Müzede en çok aklımda kalan eserlerden biri Tavuşkuşu Saat (The Peacock Clock ) idi. İngiliz Mekanikçi James Cox tarafından 18.yyın 2.yarısında yapılan 3 metre boyundaki bu inanılmaz mekanik saat, bronz, gümüş ve camdan yapılmış. Yanındaki ekrandan hareketlerini izleyebildiğiniz bu büyüleyici güzellikteki hareketli minik bahçe çok ihtişamlıydı. Diğer bir eser ise adını kaydetmediğim ve fotoğrafını çekmediğim için kahrolduğum, zannediyorum 15.yy Fransız ressamlarından birinin düşen objeleri inanılmaz bir gerçeklikle (düşüş anının fotoğrafı gibiydi!) resmettiği tabloydu.
Müzeden çıkıp St.Isaac Katedrali’ne gitmek üzere yol almıştık ki, acıktığımızı farkettik ve yol üzerindeki Tonyc Bar’a oturduk. Yemeklerin lezzeti ve fiyatlar güzeldi. Bar’ın bulunduğu Malaya Morskaya Ulitsa adlı sokak Dostoyevski, Tugenyev, Çaykovski ve Gogol’un yaşadığı, hatta Bir Delinin Hatıra Defteri’nin yazıldığı sokaktı. Sanat dünyasının bu önemli sokağı 100kg saf altın kaplı kubbesiyle kentin önemli simgelerinden olan Aziz İshak Katedrali (8)’ne çıkıyordu. Dünyanın en büyük kubbelerinden birine sahip olan Rusya’nın ana katedralinin içi heykeller, parlatılmış taşlar, resimler, mozaikler ve özel camlarla kaplı. Kişi başı 350 Rubleye (19 TL) katedralin içini gezdikten sonra 300 basamakla çatıya çıkılabiliyordu. Ben tabi ki çıkmadım, merdivene karşıyım ama arkadaşlarım çıkıp şehri yukardan izlediler. Sağolsunlar fotoğraf da çekmişler =)
Katedralden çıktıktan sonra tekne turuna katılmak için Neva Nehri kıyısına doğru yürümeye başladık. Kıyıya doğru giderken içinden geçtiğimiz parkta şehrin ayrılmaz parçalarından biri olan 1778 yılında Falconet tarafından yapılan Büyük Petro’nun bronz atlı heykelini de gördük.

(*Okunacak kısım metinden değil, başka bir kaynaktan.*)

//! Task search across the active store and archive snapshots.
//!
//! Archived snapshots are first narrowed by a cheap scan of their raw text
//! (the [`ArchiveSearch`] backend), then parsed and filtered task by task.
//! Active tasks always win over archived copies with the same id.

use std::{cmp::Ordering, collections::HashSet, path::PathBuf};

use log::{debug, warn};
use serde::Serialize;

use crate::{error::Result, models::Task, params::QueryTasks, store::TaskStore};

/// Maximum number of archive snapshots read by one search.
pub const MAX_ARCHIVES_SCANNED: usize = 10;

/// Narrows archive snapshots down to the ones worth parsing.
pub trait ArchiveSearch: Send + Sync {
    /// Snapshots, newest first, whose content may match `needle`. An empty
    /// needle matches every snapshot. At most `limit` paths are returned.
    fn candidates(&self, store: &TaskStore, needle: &str, limit: usize) -> Result<Vec<PathBuf>>;
}

/// Case-insensitive substring scan over each snapshot's raw text.
#[derive(Debug, Clone, Copy, Default)]
pub struct SubstringSearch;

impl ArchiveSearch for SubstringSearch {
    fn candidates(&self, store: &TaskStore, needle: &str, limit: usize) -> Result<Vec<PathBuf>> {
        let needle = needle.to_lowercase();
        let mut matched = Vec::new();

        for path in store.list_archives()? {
            if matched.len() >= limit {
                break;
            }
            let text = match store.read_archive_text(&path) {
                Ok(text) => text,
                Err(e) => {
                    warn!("Skipping unreadable archive: {e}");
                    continue;
                }
            };
            if needle.is_empty() || text.to_lowercase().contains(&needle) {
                matched.push(path);
            }
        }
        Ok(matched)
    }
}

/// How a query selects tasks.
#[derive(Debug, Clone, PartialEq, Eq)]
pub enum TaskQuery {
    /// Exact task id
    Id(String),
    /// Every keyword must appear in one of the searchable fields
    Keywords(Vec<String>),
}

impl TaskQuery {
    pub fn new(query: &str, is_id: bool) -> Self {
        if is_id {
            TaskQuery::Id(query.trim().to_string())
        } else {
            TaskQuery::Keywords(
                query
                    .split_whitespace()
                    .map(str::to_lowercase)
                    .collect(),
            )
        }
    }

    /// Text used to pre-select archive snapshots.
    fn needle(&self) -> &str {
        match self {
            TaskQuery::Id(id) => id,
            TaskQuery::Keywords(keywords) => keywords.first().map_or("", String::as_str),
        }
    }

    pub fn matches(&self, task: &Task) -> bool {
        match self {
            TaskQuery::Id(id) => task.id == *id,
            TaskQuery::Keywords(keywords) => {
                let fields: Vec<String> = [
                    Some(task.name.as_str()),
                    Some(task.description.as_str()),
                    task.notes.as_deref(),
                    task.implementation_guide.as_deref(),
                    task.summary.as_deref(),
                ]
                .into_iter()
                .flatten()
                .map(str::to_lowercase)
                .collect();

                keywords
                    .iter()
                    .all(|keyword| fields.iter().any(|field| field.contains(keyword.as_str())))
            }
        }
    }
}

/// One page of search results.
#[derive(Debug, Clone, Serialize)]
#[serde(rename_all = "camelCase")]
pub struct SearchPage {
    pub tasks: Vec<Task>,
    pub current_page: usize,
    pub total_pages: usize,
    pub total_results: usize,
    pub has_more: bool,
}

/// Runs a search over the store's active tasks and archives.
pub fn search_tasks(
    store: &TaskStore,
    backend: &dyn ArchiveSearch,
    params: &QueryTasks,
) -> Result<SearchPage> {
    params.validate()?;
    let query = TaskQuery::new(&params.query, params.is_id);

    let mut results: Vec<Task> = store
        .load_all()?
        .into_iter()
        .filter(|task| query.matches(task))
        .collect();
    let mut seen: HashSet<String> = results.iter().map(|task| task.id.clone()).collect();

    for path in backend.candidates(store, query.needle(), MAX_ARCHIVES_SCANNED)? {
        let archived = match store.load_archive(&path) {
            Ok(tasks) => tasks,
            Err(e) => {
                warn!("Skipping malformed archive {}: {e}", path.display());
                continue;
            }
        };
        for task in archived {
            if query.matches(&task) && seen.insert(task.id.clone()) {
                results.push(task);
            }
        }
    }

    results.sort_by(newest_first);
    debug!("Search '{}' matched {} tasks", params.query, results.len());

    Ok(paginate(results, params.page, params.page_size))
}

/// Completed tasks first, most recently completed first; then the rest by
/// most recent update. A completed task without a completion time sorts
/// after the dated ones.
fn newest_first(a: &Task, b: &Task) -> Ordering {
    b.is_completed()
        .cmp(&a.is_completed())
        .then_with(|| b.completed_at.cmp(&a.completed_at))
        .then_with(|| b.updated_at.cmp(&a.updated_at))
}

fn paginate(results: Vec<Task>, page: usize, page_size: usize) -> SearchPage {
    let page_size = page_size.max(1);
    let total_results = results.len();
    let total_pages = total_results.div_ceil(page_size).max(1);
    let current_page = page.clamp(1, total_pages);

    let tasks = results
        .into_iter()
        .skip((current_page - 1) * page_size)
        .take(page_size)
        .collect();

    SearchPage {
        tasks,
        current_page,
        total_pages,
        total_results,
        has_more: current_page < total_pages,
    }
}
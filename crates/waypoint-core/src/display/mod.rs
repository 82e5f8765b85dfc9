//! Display formatting for tasks and operation results.
//!
//! Domain models implement [`std::fmt::Display`] directly and produce
//! markdown. Collections and operation outcomes get wrapper types, so the
//! CLI renderer and the MCP server print the same text.
//!
//! - [`collections`]: collection wrappers ([`Tasks`])
//! - [`results`]: operation outcomes (create, update, delete, split, clear,
//!   execute, verify)
//! - [`status`]: one-line success/failure messages
//! - [`datetime`]: timestamp formatting
//! - [`models`]: Display implementations for domain models
//!
//! ```rust
//! use jiff::Timestamp;
//! use waypoint_core::{
//!     display::{OperationStatus, UpdateResult},
//!     models::Task,
//! };
//!
//! let task = Task::new("Add login form", "Render the form", Timestamp::now());
//! let changes = vec!["Updated notes".to_string()];
//! let output = format!("{}", UpdateResult::with_changes(task, changes));
//! assert!(output.contains("Changes made:"));
//!
//! let refused = OperationStatus::failure("Task has dependents".to_string());
//! assert!(format!("{refused}").starts_with("Error:"));
//! ```

pub mod collections;
pub mod datetime;
pub mod models;
pub mod results;
pub mod status;

pub use collections::Tasks;
pub use datetime::LocalDateTime;
pub use results::{
    ClearResult, ComplexityReport, CreateResult, DeleteResult, ExecuteOutcome, ExecutionBrief,
    SplitResult, UpdateResult, VerifyOutcome,
};
pub use status::OperationStatus;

Neva Nehri kıyısında birden çok noktada gezi teknelerinin kalkış yerleri var. Biz Donanma Binası (Admiralteystva) önündeki turlardan birine katıldık. Yaklaşık 74km uzunluğundaki, üzerinde 42 ada, 95 kanal bulunan bu nehirde 1 saat süren bir tur yaptık. (Haritadaki yeşil kesik çizgili yol). Şehri şöyle bir turlamak için bu kanal turları gerçekten iyi bir yöntem.
Nehir turumuz bittikten sonra köprüden yürüyerek karşıya Zooloji Müzesi (Zulogiçeskiy Muzey) ve Deniz Savaşı Müzesi(Tsentralniy Vayenno-Morskoy Muzey) ‘nin önünden geçip, bir zamanlar deniz feneri olarak kullanılan, üzerinde Rusya’daki dört büyük nehrin simgelerini taşıyan Rostalniye Sütunları (Rostralniye Kolonni)’nı gördük. Daha sonra yine bir köprüden geçerek 1703 yılında Petro tarafından yaptırılan ilk yapının bulunduğu ve şehrin ilk kurulduğu yer olan adaya yürümeye başladık. Geceleri şehrin panoramasına ayrı bir güzellik katan ve özellikle gece ışıklandırması çok güzel olan bu adada, kentin sembollerinden biri olan 122m’lik oku ile Petrus ve Pautus (Peter and Paul) Bazilikası, Tarih Müzesi (Komendantskiy Dom), Mühendisler Evi (Injinerniy Dom) ve Siyasi Hapishane (Trubetskoy Bastion) bulunuyordu. Bu binaların içlerini gezmedik, sadece dışardan inceledik. Bir de Petersburg’un genelinde olduğu gibi burada da çimlerin üzeri plaj gibiydi. Az sayıda güneşli ve sıcak günün tadını çıkaran bir çok kimse vardı.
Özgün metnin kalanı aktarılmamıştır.